Seemann was born in Vienna in 1893, one of the five children of a train attendant from South Moravia and a mother from Vienna. She came from a middle-class house and grew up in Vienna and in Guldenfurth, near Nikolsburg, in South Moravia. She went to school with the Ursulines and she became an elementary school teacher. As such, she was confronted with the reality of social and material hardship in the Viennese labor districts, she taught in Hernals and has lived in Meidling from 1937. She created fairy tales and other plays for children, written in the Catholic spirit to amuse and educate children. Readings from her books were very popular in the 1930s.

In December 1934, 50 of Seeman's poems were used to accompany a collection of drawings, titled Das Hummel-Buch, by Maria Innocentia Hummel and Seeman provided the poetic text. The pictures had already been published before as postcards.
based on illustrations by Maria Innocentia Hummel. The figures in the drawings inspired pottery and in 1935 the popular Hummel figurines were marketed.

Her verses and stories for children have been decorated by well-known illustrators such as Ida Bohatta.

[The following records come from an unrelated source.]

//! URL construction and the redirect allow-list.

use ac_protocol::{ChainId, StateId};
use url::Url;

/// Query parameter carrying the state identifier in continuation URLs.
pub const STATE_ID_PARAM: &str = "StateId";

/// Build `<base>/<chain>/<route>?StateId=<id>`.
pub fn continuation_url(
    base_url: &str,
    chain_id: &ChainId,
    route: &str,
    id: &StateId,
) -> Result<String, url::ParseError> {
    let mut url = Url::parse(base_url)?;
    url.path_segments_mut()
        .map_err(|()| url::ParseError::RelativeUrlWithCannotBeABaseBase)?
        .pop_if_empty()
        .push(chain_id.as_str())
        .push(route);
    url.query_pairs_mut().append_pair(STATE_ID_PARAM, id.as_str());
    Ok(url.into())
}

/// Login URL of a local SP auth source, used as the "log out and retry" link.
pub fn sp_login_url(base_url: &str, auth_source: &str) -> String {
    format!(
        "{}/saml/sp/login/{}",
        base_url.trim_end_matches('/'),
        urlencoding::encode(auth_source)
    )
}

/// Decides which URLs may be used as redirect targets.
///
/// A URL is allowed when it is http(s), carries no credentials, and its host
/// is the base URL's host or one of the trusted domains. Relative URLs are
/// resolved against the base URL first.
#[derive(Debug, Clone)]
pub struct UrlPolicy {
    base: Url,
    trusted: Vec<String>,
}

impl UrlPolicy {
    pub fn new(base_url: &str, trusted_domains: &[String]) -> Result<Self, url::ParseError> {
        Ok(Self {
            base: Url::parse(base_url)?,
            trusted: trusted_domains
                .iter()
                .map(|domain| domain.to_ascii_lowercase())
                .collect(),
        })
    }

    pub fn base_url(&self) -> &str {
        self.base.as_str()
    }

    /// The normalized URL if it may be used, `None` otherwise.
    pub fn check_url_allowed(&self, candidate: &str) -> Option<String> {
        let url = match Url::parse(candidate) {
            Ok(url) => url,
            Err(url::ParseError::RelativeUrlWithoutBase) => self.base.join(candidate).ok()?,
            Err(_) => return None,
        };

        if !matches!(url.scheme(), "http" | "https") {
            return None;
        }
        if !url.username().is_empty() || url.password().is_some() {
            return None;
        }

        let host = url.host_str()?.to_ascii_lowercase();
        let own_host = self.base.host_str().map(str::to_ascii_lowercase);
        let allowed = own_host.as_deref() == Some(host.as_str())
            || self.trusted.iter().any(|domain| *domain == host);

        if allowed {
            Some(url.into())
        } else {
            tracing::warn!(url = candidate, "URL not allowed by trusted domains");
            None
        }
    }
}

Her books appeared in Catholic publishers and are still published today. Margarete Seemann developed bone cancer in 1937, from which she died in 1949 and she was buried in the Hetzendorfer cemetery, where she received an honorary grave from the city of Vienna.

Margarete Seemann used the nom de plume of "Margmann". She was called the "poet of the mothers" and the "Austrian Selma Lagerlöf". Sixty of her poems were set to music by various composers and her books were translated into seven languages. In addition to her children's books, she published poems and aphorisms.

Seemann died in Vienna in 1949, aged 55.